(Data excerpts)
★ ★ ★ ★ ★
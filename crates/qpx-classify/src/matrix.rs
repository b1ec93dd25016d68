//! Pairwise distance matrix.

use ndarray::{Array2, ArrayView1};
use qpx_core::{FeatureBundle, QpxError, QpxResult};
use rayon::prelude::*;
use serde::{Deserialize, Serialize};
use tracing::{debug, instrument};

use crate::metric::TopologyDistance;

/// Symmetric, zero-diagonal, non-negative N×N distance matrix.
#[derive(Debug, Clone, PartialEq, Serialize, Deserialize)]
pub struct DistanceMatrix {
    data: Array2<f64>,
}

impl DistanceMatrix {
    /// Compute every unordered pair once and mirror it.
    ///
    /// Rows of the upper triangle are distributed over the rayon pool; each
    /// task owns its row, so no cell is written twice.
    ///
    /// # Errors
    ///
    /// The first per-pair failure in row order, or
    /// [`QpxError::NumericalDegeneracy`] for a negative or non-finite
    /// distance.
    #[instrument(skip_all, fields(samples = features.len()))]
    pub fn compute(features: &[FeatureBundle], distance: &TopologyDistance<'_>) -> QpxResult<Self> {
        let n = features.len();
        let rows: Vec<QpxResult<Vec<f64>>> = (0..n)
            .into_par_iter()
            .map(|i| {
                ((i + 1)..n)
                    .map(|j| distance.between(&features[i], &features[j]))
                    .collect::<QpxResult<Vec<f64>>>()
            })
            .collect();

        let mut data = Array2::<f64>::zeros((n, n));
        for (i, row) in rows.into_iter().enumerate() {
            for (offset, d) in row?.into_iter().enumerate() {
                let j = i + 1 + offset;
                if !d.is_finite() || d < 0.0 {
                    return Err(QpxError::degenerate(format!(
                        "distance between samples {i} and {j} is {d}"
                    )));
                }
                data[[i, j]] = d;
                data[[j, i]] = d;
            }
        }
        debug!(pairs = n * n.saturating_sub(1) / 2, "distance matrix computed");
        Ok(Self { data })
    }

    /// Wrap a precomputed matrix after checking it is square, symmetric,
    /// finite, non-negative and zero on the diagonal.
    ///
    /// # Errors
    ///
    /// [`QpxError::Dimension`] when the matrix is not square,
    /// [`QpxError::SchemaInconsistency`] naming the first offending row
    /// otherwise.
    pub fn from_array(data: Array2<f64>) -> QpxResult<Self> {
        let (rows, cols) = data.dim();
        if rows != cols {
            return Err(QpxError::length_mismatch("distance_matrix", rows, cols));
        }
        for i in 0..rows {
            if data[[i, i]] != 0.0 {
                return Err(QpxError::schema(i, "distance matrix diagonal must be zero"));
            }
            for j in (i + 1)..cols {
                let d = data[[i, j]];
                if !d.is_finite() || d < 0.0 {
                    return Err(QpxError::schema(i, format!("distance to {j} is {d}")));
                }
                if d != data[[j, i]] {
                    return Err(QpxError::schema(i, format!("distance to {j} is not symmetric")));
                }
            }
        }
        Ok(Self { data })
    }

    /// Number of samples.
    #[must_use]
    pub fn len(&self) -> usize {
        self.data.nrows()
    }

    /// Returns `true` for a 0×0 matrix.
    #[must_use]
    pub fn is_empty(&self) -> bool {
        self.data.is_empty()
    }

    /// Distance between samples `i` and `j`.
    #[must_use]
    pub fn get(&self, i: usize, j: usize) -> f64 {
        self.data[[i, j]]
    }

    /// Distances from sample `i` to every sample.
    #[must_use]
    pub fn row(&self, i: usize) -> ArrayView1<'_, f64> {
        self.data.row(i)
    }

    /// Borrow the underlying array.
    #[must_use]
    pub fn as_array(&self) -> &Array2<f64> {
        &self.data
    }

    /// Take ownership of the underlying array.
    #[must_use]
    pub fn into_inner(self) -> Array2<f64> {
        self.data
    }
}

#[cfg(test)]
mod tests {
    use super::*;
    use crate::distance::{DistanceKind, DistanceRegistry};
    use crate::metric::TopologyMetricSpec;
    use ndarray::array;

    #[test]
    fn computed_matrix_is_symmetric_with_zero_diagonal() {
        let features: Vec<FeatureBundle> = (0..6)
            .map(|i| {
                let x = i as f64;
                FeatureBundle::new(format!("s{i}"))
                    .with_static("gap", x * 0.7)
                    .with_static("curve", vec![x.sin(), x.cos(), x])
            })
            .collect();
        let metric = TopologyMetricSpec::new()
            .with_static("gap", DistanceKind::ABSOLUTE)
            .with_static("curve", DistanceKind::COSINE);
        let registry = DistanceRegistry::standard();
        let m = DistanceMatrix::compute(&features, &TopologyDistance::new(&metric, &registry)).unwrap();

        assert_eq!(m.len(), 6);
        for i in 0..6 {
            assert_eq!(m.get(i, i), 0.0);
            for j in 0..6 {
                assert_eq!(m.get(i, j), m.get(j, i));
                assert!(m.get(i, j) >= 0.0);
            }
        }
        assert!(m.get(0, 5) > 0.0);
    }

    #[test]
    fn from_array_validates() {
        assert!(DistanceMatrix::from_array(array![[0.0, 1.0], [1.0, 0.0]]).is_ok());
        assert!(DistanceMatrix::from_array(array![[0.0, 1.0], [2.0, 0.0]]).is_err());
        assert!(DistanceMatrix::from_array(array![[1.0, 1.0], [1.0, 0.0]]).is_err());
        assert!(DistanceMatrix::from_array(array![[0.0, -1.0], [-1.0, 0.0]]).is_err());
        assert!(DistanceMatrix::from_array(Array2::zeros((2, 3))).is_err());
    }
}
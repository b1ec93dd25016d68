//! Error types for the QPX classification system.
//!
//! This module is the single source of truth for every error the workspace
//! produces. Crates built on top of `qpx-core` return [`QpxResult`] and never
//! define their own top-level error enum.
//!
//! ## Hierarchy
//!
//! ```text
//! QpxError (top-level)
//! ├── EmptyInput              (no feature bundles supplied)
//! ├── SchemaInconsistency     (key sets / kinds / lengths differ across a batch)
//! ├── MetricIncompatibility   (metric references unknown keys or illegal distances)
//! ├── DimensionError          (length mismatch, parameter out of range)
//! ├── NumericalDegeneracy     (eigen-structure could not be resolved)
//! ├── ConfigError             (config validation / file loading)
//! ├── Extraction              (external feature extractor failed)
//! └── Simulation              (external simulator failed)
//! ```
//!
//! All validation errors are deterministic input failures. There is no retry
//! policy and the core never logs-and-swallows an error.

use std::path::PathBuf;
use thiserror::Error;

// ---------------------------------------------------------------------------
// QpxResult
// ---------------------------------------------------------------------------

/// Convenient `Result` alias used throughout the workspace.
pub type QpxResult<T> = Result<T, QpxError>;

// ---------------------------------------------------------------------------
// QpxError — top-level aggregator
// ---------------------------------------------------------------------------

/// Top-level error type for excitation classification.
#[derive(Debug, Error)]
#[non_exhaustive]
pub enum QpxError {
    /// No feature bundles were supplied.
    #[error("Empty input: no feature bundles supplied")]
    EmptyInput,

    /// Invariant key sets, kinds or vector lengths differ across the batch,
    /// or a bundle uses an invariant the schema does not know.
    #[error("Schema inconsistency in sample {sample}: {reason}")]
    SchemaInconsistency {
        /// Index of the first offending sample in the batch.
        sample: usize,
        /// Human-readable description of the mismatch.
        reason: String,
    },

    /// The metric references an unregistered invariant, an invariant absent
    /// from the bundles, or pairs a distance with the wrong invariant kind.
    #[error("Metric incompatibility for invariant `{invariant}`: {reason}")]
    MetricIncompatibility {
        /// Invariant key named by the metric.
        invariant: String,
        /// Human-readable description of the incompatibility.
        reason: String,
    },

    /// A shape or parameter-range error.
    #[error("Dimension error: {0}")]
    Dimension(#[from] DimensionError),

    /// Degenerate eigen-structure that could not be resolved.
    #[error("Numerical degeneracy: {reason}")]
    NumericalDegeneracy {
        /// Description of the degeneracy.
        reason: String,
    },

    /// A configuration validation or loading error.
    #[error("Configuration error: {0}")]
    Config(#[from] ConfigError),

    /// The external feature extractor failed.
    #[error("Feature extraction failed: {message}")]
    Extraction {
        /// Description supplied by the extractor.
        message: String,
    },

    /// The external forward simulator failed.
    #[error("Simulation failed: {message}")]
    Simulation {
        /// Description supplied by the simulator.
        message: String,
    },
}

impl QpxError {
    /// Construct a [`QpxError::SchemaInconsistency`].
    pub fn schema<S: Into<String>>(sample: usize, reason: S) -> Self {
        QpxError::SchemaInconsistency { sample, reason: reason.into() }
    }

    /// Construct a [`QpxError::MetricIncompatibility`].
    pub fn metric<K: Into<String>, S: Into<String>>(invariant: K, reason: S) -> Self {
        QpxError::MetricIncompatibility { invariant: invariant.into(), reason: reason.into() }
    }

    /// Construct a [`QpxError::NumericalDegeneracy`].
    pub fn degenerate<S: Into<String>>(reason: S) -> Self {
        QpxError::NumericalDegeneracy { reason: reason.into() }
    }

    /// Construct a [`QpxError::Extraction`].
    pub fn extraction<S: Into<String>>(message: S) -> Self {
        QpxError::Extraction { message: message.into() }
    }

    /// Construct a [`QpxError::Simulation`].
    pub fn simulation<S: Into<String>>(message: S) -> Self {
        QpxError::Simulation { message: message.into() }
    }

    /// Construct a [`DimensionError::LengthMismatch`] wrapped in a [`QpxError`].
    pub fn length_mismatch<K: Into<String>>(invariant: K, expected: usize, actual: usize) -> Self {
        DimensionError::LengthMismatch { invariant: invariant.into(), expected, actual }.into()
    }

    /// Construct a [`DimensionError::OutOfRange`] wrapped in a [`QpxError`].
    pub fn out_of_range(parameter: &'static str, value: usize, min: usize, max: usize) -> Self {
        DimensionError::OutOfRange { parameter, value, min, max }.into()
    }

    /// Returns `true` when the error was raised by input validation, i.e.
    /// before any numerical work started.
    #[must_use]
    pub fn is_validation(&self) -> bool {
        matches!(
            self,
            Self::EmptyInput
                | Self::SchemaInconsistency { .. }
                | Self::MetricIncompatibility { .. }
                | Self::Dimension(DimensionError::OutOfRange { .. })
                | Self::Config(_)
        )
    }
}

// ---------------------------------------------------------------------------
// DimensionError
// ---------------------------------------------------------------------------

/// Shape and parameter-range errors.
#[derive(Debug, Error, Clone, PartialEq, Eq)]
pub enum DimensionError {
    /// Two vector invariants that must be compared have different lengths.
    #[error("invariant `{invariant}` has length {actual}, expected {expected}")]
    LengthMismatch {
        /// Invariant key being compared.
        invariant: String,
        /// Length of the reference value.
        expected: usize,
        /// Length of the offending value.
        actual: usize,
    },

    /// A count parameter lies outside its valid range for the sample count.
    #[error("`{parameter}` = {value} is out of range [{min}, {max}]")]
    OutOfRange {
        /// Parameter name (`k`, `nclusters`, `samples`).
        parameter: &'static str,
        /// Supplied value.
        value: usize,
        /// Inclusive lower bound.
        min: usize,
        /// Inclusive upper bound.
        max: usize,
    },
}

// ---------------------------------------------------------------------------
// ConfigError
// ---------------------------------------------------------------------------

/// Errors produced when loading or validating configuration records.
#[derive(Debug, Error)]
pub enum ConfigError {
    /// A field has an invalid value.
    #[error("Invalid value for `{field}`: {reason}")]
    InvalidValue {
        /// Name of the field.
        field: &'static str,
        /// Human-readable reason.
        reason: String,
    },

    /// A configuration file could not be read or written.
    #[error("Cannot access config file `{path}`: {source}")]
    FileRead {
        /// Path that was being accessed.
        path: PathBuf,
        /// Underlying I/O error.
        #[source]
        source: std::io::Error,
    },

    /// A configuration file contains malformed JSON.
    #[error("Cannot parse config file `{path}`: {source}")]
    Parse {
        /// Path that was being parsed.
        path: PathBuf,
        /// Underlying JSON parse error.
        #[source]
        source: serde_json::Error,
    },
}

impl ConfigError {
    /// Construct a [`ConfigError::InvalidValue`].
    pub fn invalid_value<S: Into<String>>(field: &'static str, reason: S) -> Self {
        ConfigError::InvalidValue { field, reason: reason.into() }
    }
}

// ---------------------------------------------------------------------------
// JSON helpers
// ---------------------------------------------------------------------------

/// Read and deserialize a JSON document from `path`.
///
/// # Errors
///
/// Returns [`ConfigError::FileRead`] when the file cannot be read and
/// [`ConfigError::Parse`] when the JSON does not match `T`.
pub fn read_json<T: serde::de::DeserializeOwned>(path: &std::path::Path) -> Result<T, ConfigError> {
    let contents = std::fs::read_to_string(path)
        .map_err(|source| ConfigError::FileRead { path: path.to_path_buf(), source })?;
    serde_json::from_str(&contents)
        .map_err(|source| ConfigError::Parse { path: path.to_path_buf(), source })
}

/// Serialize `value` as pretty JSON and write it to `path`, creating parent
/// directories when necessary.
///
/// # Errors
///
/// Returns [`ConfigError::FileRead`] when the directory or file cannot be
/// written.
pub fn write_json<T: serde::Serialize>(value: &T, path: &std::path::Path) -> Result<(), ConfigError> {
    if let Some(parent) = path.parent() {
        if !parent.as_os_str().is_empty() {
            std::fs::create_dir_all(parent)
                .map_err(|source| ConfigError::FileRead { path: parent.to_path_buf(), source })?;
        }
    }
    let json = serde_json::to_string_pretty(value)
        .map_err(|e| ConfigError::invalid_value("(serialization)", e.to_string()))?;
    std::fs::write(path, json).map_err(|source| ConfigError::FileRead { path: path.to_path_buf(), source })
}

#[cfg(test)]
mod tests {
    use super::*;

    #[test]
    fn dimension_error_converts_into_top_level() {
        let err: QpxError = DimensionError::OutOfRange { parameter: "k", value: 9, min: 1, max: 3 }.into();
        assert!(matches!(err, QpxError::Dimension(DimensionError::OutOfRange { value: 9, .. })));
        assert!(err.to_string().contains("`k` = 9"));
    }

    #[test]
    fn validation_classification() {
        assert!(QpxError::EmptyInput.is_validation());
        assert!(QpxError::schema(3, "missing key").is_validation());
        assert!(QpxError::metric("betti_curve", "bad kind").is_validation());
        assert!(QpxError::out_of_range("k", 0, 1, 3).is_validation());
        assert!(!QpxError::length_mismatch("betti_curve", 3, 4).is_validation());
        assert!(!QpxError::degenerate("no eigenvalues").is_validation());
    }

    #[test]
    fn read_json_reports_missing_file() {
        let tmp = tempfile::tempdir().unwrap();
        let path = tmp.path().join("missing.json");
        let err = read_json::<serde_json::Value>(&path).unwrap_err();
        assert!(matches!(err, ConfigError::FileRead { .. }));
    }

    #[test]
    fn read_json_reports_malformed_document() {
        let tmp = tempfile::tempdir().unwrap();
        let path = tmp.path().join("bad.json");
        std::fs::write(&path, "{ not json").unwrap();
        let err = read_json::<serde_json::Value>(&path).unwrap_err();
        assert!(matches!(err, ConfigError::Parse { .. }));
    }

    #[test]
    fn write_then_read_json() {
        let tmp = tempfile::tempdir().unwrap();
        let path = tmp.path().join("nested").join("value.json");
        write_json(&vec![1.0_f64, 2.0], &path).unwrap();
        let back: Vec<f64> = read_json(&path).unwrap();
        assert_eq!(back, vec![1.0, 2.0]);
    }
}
★ ★ ★ ★ ★
▶ What to produce: Going through the records above line by line, count those that hold the word "square", and answer with the number only.

▶ Result of this task: 2